Layton & Johnstone were an American vocal and piano duo in the 1920s and 1930s, consisting of Turner Layton and Clarence "Tandy" Johnstone. After forming in New York City in 1922, they moved to England two years later and met with immediate success. Between 1924 and 1935, they sold over 10 million records.
They appeared at top venues in London, Paris and across Europe, and gave command performances for the British royal family on numerous occasions. They also appeared frequently on BBC Radio. The duo disbanded in 1935 after Clarence "Tandy" Johnstone became involved in a highly publicized divorce scandal.

== History ==
=== Early history ===
John Turner Layton Jr. (2 July 1894 – 6 February 1978), known as Turner Layton, was born in Washington, D.C., and in 1916 moved to New York City, where he soon formed a successful songwriting team with Henry Creamer. Clarence Nathaniel "Tandy" Johnstone (1885 – 1953) was an orthopedic surgeon from Manhattan who also worked as an entertainer.

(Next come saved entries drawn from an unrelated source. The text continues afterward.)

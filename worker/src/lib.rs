//! Kwekker ingestion worker.
//!
//! Consumes kwek and user change commands from RabbitMQ, validates them, and
//! applies them serially to PostgreSQL. The crate follows a hexagonal layout:
//!
//! - [`domain`] holds the command model, validation rules, routing table,
//!   ports, and the ingestion pipeline (queue consumers and dispatcher).
//! - [`inbound`] adapts the AMQP broker and the protobuf wire schema.
//! - [`outbound`] adapts the PostgreSQL store.
//! - [`settings`] loads and validates configuration; [`app`] wires a run.

pub mod app;
pub mod domain;
pub mod inbound;
pub mod outbound;
pub mod settings;

#[cfg(any(test, feature = "test-support"))]
pub mod test_support;

pub use app::{WorkerConfig, WorkerError, run_worker};
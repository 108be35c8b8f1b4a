//! The ingest pipeline: per-queue consumers feeding one serial command loop.
//!
//! Each [`QueueConsumer`] decodes and validates its own deliveries and hands
//! valid commands to the [`Dispatcher`] through a bounded channel. The
//! dispatcher applies them one at a time through a [`CommandHandler`] and
//! reports each [`ApplyOutcome`] back so the consumer can settle the
//! delivery.

mod consumer;
mod dispatcher;
mod handler;

pub use consumer::{ConsumerReport, QueueConsumer};
pub use dispatcher::{
    DispatchClosed, DispatchEnvelope, DispatchReport, DispatchSender, Dispatcher,
    dispatch_channel,
};
pub use handler::{ApplyOutcome, CommandHandler};
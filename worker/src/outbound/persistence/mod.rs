//! PostgreSQL persistence for applied commands.
//!
//! [`DieselCommandStore`] implements the domain's `CommandStore` port on a
//! single `diesel-async` connection owned by the dispatcher. Row structs and
//! table definitions stay private to this module.

mod connection;
mod diesel_command_store;
mod models;
mod schema;

pub use connection::{StoreConfig, StoreConnectError, connect_store};
pub use diesel_command_store::DieselCommandStore;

After Layton's songwriting partnership with Creamer ended in 1922, he turned his attention to performing. Johnstone, speaking with a newspaper reporter in 1948, gave his version of meeting Layton and forming the duo. "It was in 1922, at the Biltmore Hotel, that I met Turner Layton. He was well known and was looking for a partner whose voice blended with his. We ran through 'Japanese Sandman'—and the team of Layton and Johnstone was born. It was a natural."
The two performed in Harlem and at private parties for wealthy patrons that included members of the Astor and Vanderbilt families. In a 1984 article for The Black Perspective in Music, Henry Robsinon wrote that Layton & Johnstone "followed their clients to Palm Beach in the winter and to Newport in the summer, returning to New York for the autumn and spring." In Florida, Lord and Lady Mountbatten heard them perform and convinced them to go to England.

=== Career in England ===
Layton & Johnstone arrived in England in 1924, performing at exclusive London clubs such as the Kit Kat and large venues, like The Coliseum and The Holborn Empire. One of their fans was Edward, Prince of Wales, who would later become King Edward VIII. Robinson states, "The Prince took a liking to the talented pair and on several occasions invited them to entertain at his residence, St. James's Palace."

The duo also had successful engagements at major theatres across Europe, including Berlin, Brussels and in Paris at the Salle Pleyel. They were frequent performers on BBC Radio and appeared in a motion picture in 1931.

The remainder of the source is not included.